Reputation: 499
I am working on an image recognition neural network with Pytorch. My goal is to take pictures of handwritten math equations, process them, and use the neural network to recognize each element. I've reached the point where I am able to separate every variable, number, or symbol from the equation, and everything is ready to be sent through the neural network. I've trained my network to recognize numbers quite well (this part was quite easy), but now I want to expand the scope of the neural network to recognizing letters as well as numbers. I loaded handwritten letters along with the numbers into tensors, shuffled the elements, and put them into batches. No matter how I vary my learning rate, my architecture (hidden layers and the number of neurons per layer), or my batch size I cannot get the neural network to recognize letters.

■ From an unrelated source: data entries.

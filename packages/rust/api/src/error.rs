//! HTTP mapping for errors.

use axum::Json;
use axum::extract::rejection::{BytesRejection, JsonRejection, QueryRejection};
use axum::http::StatusCode;
use axum::response::{IntoResponse, Response};
use qabase_shared::QaBaseError;
use serde::Serialize;
use thiserror::Error;
use tracing::error;

/// Errors returned by handlers. The body is always `{"detail": ...}`.
#[derive(Debug, Error)]
pub enum ApiError {
    /// Any error raised by the engine, adapters or storage.
    #[error(transparent)]
    Domain(#[from] QaBaseError),

    /// A path id that is not a UUID. Reported as a missing entry.
    #[error("entry {0} not found")]
    UnknownId(String),

    /// Malformed JSON body or query string.
    #[error("bad request: {0}")]
    BadRequest(String),

    /// Body extraction failed before the handler ran (e.g. too large).
    #[error("{detail}")]
    Rejected { status: StatusCode, detail: String },

    /// The voice endpoint is called without a transcription endpoint.
    #[error("voice intake is not configured")]
    VoiceDisabled,
}

#[derive(Serialize)]
struct ErrorBody {
    detail: String,
}

impl ApiError {
    #[must_use]
    pub fn status_code(&self) -> StatusCode {
        match self {
            Self::Domain(err) => match err {
                QaBaseError::Validation { .. } | QaBaseError::InvalidArgument { .. } => {
                    StatusCode::BAD_REQUEST
                }
                QaBaseError::NotFound { .. } => StatusCode::NOT_FOUND,
                QaBaseError::InvalidTransition { .. } => StatusCode::CONFLICT,
                QaBaseError::Transcription(_) => StatusCode::UNPROCESSABLE_ENTITY,
                QaBaseError::Ingest(_) => StatusCode::BAD_GATEWAY,
                QaBaseError::Config { .. }
                | QaBaseError::Storage(_)
                | QaBaseError::Io { .. }
                | QaBaseError::Server(_) => StatusCode::INTERNAL_SERVER_ERROR,
            },
            Self::UnknownId(_) => StatusCode::NOT_FOUND,
            Self::BadRequest(_) => StatusCode::BAD_REQUEST,
            Self::Rejected { status, .. } => *status,
            Self::VoiceDisabled => StatusCode::SERVICE_UNAVAILABLE,
        }
    }
}

impl IntoResponse for ApiError {
    fn into_response(self) -> Response {
        let status = self.status_code();
        // Internal causes go to the log only.
        let detail = if status.is_server_error() && !matches!(self, Self::VoiceDisabled) {
            error!(error = %self, "request failed");
            "internal server error".to_string()
        } else {
            self.to_string()
        };
        (status, Json(ErrorBody { detail })).into_response()
    }
}

impl From<JsonRejection> for ApiError {
    fn from(rejection: JsonRejection) -> Self {
        Self::BadRequest(rejection.body_text())
    }
}

impl From<QueryRejection> for ApiError {
    fn from(rejection: QueryRejection) -> Self {
        Self::BadRequest(rejection.body_text())
    }
}

impl From<BytesRejection> for ApiError {
    fn from(rejection: BytesRejection) -> Self {
        Self::Rejected {
            status: rejection.status(),
            detail: rejection.body_text(),
        }
    }
}

#[cfg(test)]
mod tests {
    use super::*;
    use qabase_shared::Status;

    #[test]
    fn domain_errors_map_to_status_codes() {
        let cases = [
            (QaBaseError::validation("blank"), StatusCode::BAD_REQUEST),
            (QaBaseError::invalid_argument("status"), StatusCode::BAD_REQUEST),
            (QaBaseError::not_found("x"), StatusCode::NOT_FOUND),
            (
                QaBaseError::invalid_transition(Status::Rejected, "approve", "not pending"),
                StatusCode::CONFLICT,
            ),
            (
                QaBaseError::Transcription("no answer".into()),
                StatusCode::UNPROCESSABLE_ENTITY,
            ),
            (QaBaseError::Ingest("timeout".into()), StatusCode::BAD_GATEWAY),
            (
                QaBaseError::Storage("disk".into()),
                StatusCode::INTERNAL_SERVER_ERROR,
            ),
        ];
        for (err, expected) in cases {
            assert_eq!(ApiError::from(err).status_code(), expected);
        }
        assert_eq!(
            ApiError::UnknownId("abc".into()).status_code(),
            StatusCode::NOT_FOUND
        );
    }

    async fn body_detail(err: ApiError) -> (StatusCode, String) {
        let response = err.into_response();
        let status = response.status();
        let bytes = axum::body::to_bytes(response.into_body(), usize::MAX)
            .await
            .expect("read body");
        let body: serde_json::Value = serde_json::from_slice(&bytes).expect("json body");
        (status, body["detail"].as_str().expect("detail").to_string())
    }

    #[tokio::test]
    async fn internal_details_are_not_returned() {
        let err = ApiError::from(QaBaseError::Storage("table qa_entries is locked".into()));
        assert!(err.to_string().contains("qa_entries"));

        let (status, detail) = body_detail(err).await;
        assert_eq!(status, StatusCode::INTERNAL_SERVER_ERROR);
        assert_eq!(detail, "internal server error");
    }

    #[tokio::test]
    async fn client_errors_keep_their_detail() {
        let (status, detail) = body_detail(QaBaseError::validation("question is blank").into()).await;
        assert_eq!(status, StatusCode::BAD_REQUEST);
        assert!(detail.contains("question is blank"));

        let (status, detail) = body_detail(ApiError::VoiceDisabled).await;
        assert_eq!(status, StatusCode::SERVICE_UNAVAILABLE);
        assert_eq!(detail, "voice intake is not configured");
    }
}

Here is my network architecture and the feed-forward function (you can see I experimented with the number of hidden layers):
class NeuralNetwork(nn.Module):
def __init__(self):
super().__init__()
inputNeurons, hiddenNeurons, outputNeurons = 784, 700, 36
# Create tensors for the weights
self.layerOne = nn.Linear(inputNeurons, hiddenNeurons)
self.layerTwo = nn.Linear(hiddenNeurons, hiddenNeurons)

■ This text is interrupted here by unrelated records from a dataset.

//! Read view over approved entries.

use std::sync::Arc;

use qabase_normalizer::expand_query;
use qabase_shared::{QaEntry, Result, Status};
use qabase_storage::Storage;
use tracing::{debug, instrument};

/// Search over approved entries. Nothing else is ever returned.
#[derive(Clone)]
pub struct SearchIndex {
    storage: Arc<Storage>,
    limit: u32,
}

/// Outcome of a chat lookup.
#[derive(Debug, Clone, PartialEq, Eq)]
pub enum ChatLookup {
    Found { answer: String },
    NotFound,
}

impl SearchIndex {
    pub fn new(storage: Arc<Storage>, limit: u32) -> Self {
        Self {
            storage,
            limit: limit.max(1),
        }
    }

    /// Approved entries matching `query`, best first. Query words match
    /// their inflected forms and synonyms. Blank or term-less queries
    /// return nothing.
    #[instrument(skip(self))]
    pub async fn search(&self, query: &str) -> Result<Vec<QaEntry>> {
        let terms = expand_query(query);
        if terms.is_empty() {
            return Ok(Vec::new());
        }

        let mut hits = self.storage.search_approved(&terms, self.limit).await?;
        hits.retain(|e| e.status == Status::Approved);
        debug!(terms = ?terms, hits = hits.len(), "search complete");
        Ok(hits)
    }

    /// Best answer for a chat question, preferring the processed text.
    pub async fn chat_lookup(&self, query: &str) -> Result<ChatLookup> {
        let best = self.search(query).await?.into_iter().next();
        Ok(match best.and_then(|e| e.answer_processed.or(e.answer)) {
            Some(answer) => ChatLookup::Found { answer },
            None => ChatLookup::NotFound,
        })
    }
}
//! Domain logic for QaBase.
//!
//! The [`LifecycleEngine`] is the only writer of entries: it applies the
//! status rules in [`lifecycle`], serializes work per entry and persists
//! through `qabase-storage`. [`SearchIndex`] is the read side for chat and
//! public search.

pub mod engine;
pub mod lifecycle;
mod locks;
pub mod progress;
pub mod search;

pub use engine::{Created, LifecycleEngine};
pub use progress::{ProgressReporter, SilentProgress};
pub use search::{ChatLookup, SearchIndex};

self.layerThree = nn.Linear(hiddenNeurons, outputNeurons)
#self.layerFour = nn.Linear(hiddenNeurons, outputNeurons)
#self.layerFive = nn.Linear(hiddenNeurons, outputNeurons)

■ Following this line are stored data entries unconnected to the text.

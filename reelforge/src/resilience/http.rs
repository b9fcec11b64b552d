//! HTTP client abstraction for testability.
//!
//! The resilient caller depends on this trait rather than on reqwest
//! directly, so retry, breaker, and bulkhead behavior can be tested against
//! scripted responses without a network.

use super::error::CallError;
use super::OperationClass;
use async_trait::async_trait;
use std::time::Duration;

/// HTTP method subset the pipeline uses.
#[derive(Debug, Clone, Copy, PartialEq, Eq)]
pub enum Method {
    Get,
    Post,
    Patch,
    Put,
}

/// An outbound request, fully assembled by the provider layer.
#[derive(Debug, Clone)]
pub struct HttpRequest {
    pub method: Method,
    pub url: String,
    pub headers: Vec<(String, String)>,
    pub body: Option<Vec<u8>>,
}

impl HttpRequest {
    pub fn get(url: impl Into<String>) -> Self {
        Self {
            method: Method::Get,
            url: url.into(),
            headers: Vec::new(),
            body: None,
        }
    }

    pub fn post(url: impl Into<String>) -> Self {
        Self {
            method: Method::Post,
            url: url.into(),
            headers: Vec::new(),
            body: None,
        }
    }

    pub fn patch(url: impl Into<String>) -> Self {
        Self {
            method: Method::Patch,
            url: url.into(),
            headers: Vec::new(),
            body: None,
        }
    }

    pub fn put(url: impl Into<String>) -> Self {
        Self {
            method: Method::Put,
            url: url.into(),
            headers: Vec::new(),
            body: None,
        }
    }

    pub fn header(mut self, name: impl Into<String>, value: impl Into<String>) -> Self {
        self.headers.push((name.into(), value.into()));
        self
    }

    pub fn bearer(self, token: &str) -> Self {
        self.header("Authorization", format!("Bearer {}", token))
    }

    pub fn json_body(mut self, body: &impl serde::Serialize) -> Self {
        self.body = serde_json::to_vec(body).ok();
        self.header("Content-Type", "application/json")
    }
}

/// A response with enough structure for classification.
#[derive(Debug, Clone)]
pub struct HttpResponse {
    pub status: u16,
    pub body: Vec<u8>,
    /// Parsed `Retry-After` header, if the provider sent one.
    pub retry_after: Option<Duration>,
}

impl HttpResponse {
    pub fn is_success(&self) -> bool {
        (200..300).contains(&self.status)
    }

    pub fn json<T: serde::de::DeserializeOwned>(&self) -> Result<T, CallError> {
        serde_json::from_slice(&self.body).map_err(|e| CallError::Unexpected {
            message: format!("malformed response body: {}", e),
        })
    }
}

/// Async HTTP transport.
///
/// Implementations return transport-level failures as [`CallError`] variants
/// (`Timeout` / `Transient`); HTTP status classification happens in the
/// caller, which sees the status on the response.
#[async_trait]
pub trait AsyncHttpClient: Send + Sync {
    async fn execute(&self, request: HttpRequest) -> Result<HttpResponse, CallError>;
}

/// Production transport backed by reqwest.
///
/// One instance exists per operation class because the connection timeout is
/// fixed at client construction.
pub struct ReqwestHttpClient {
    client: reqwest::Client,
}

impl ReqwestHttpClient {
    /// Builds a client with the class's connection timeout. The overall
    /// deadline is enforced by the resilient caller, not here.
    pub fn for_class(class: OperationClass) -> Result<Self, CallError> {
        let client = reqwest::Client::builder()
            .connect_timeout(class.connect_timeout())
            .user_agent(concat!("reelforge/", env!("CARGO_PKG_VERSION")))
            .pool_idle_timeout(Duration::from_secs(90))
            .tcp_keepalive(Duration::from_secs(30))
            .build()
            .map_err(|e| CallError::Unexpected {
                message: format!("failed to build HTTP client: {}", e),
            })?;
        Ok(Self { client })
    }
}

#[async_trait]
impl AsyncHttpClient for ReqwestHttpClient {
    async fn execute(&self, request: HttpRequest) -> Result<HttpResponse, CallError> {
        let mut builder = match request.method {
            Method::Get => self.client.get(&request.url),
            Method::Post => self.client.post(&request.url),
            Method::Patch => self.client.patch(&request.url),
            Method::Put => self.client.put(&request.url),
        };
        for (name, value) in &request.headers {
            builder = builder.header(name, value);
        }
        if let Some(body) = request.body {
            builder = builder.body(body);
        }

        let response = builder.send().await.map_err(|e| {
            if e.is_timeout() {
                CallError::Timeout {
                    elapsed: Duration::ZERO,
                }
            } else {
                CallError::Transient {
                    message: format!("request failed: {}", e),
                }
            }
        })?;

        let status = response.status().as_u16();
        let retry_after = response
            .headers()
            .get(reqwest::header::RETRY_AFTER)
            .and_then(|v| v.to_str().ok())
            .and_then(|v| v.parse::<u64>().ok())
            .map(Duration::from_secs);

        let body = response
            .bytes()
            .await
            .map_err(|e| CallError::Transient {
                message: format!("failed to read response body: {}", e),
            })?
            .to_vec();

        Ok(HttpResponse {
            status,
            body,
            retry_after,
        })
    }
}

# Create function for Forward propagation
def Forward(self, input):
# Begin Forward propagation
input = torch.sigmoid(self.layerOne(torch.sigmoid(input)))
input = torch.sigmoid(self.layerTwo(input))
input = torch.sigmoid(self.layerThree(input))
#input = torch.sigmoid(self.layerFour(input))
#input = torch.sigmoid(self.layerFive(input))
return input
And this is the training code block (the data is shuffled in a dataloader, the ground truths are shuffled in the same order, batch size is 10, total number letter and number data points is 244800):
neuralNet = NeuralNetwork()
params = list(neuralNet.parameters())
criterion = nn.MSELoss()
print(neuralNet)
dataSet = next(iter(imageDataLoader))
groundTruth = next(iter(groundTruthsDataLoader))
for i in range(15):
for k in range(24480):
neuralNet.zero_grad()
prediction = neuralNet.Forward(dataSet)
loss = criterion(prediction, groundTruth)
loss.backward()
for layer in range(len(params)):
# Updating the weights of the neural network
params[layer].data.sub_(params[layer].grad.data * learningRate)
Thanks for the help in advance!
Upvotes: 1
Views: 69
Reputation: 6618
First thing i would recommend is writing a clean Pytorch code
For eg.
if i see your NeuralNetwork class it should have forward
method (f in lower case),
so that you wont call it using prediction = neuralNet.Forward(dataSet)
. Reason being your hooks from neural network does not get dispatched if you use prediction = neuralNet.Forward(dataSet)
.
For more details refer this link
Second thing is : Since your dataset is not balance.....try to use undersampling / oversampling methods, which will be very helpful in your case.
Upvotes: 1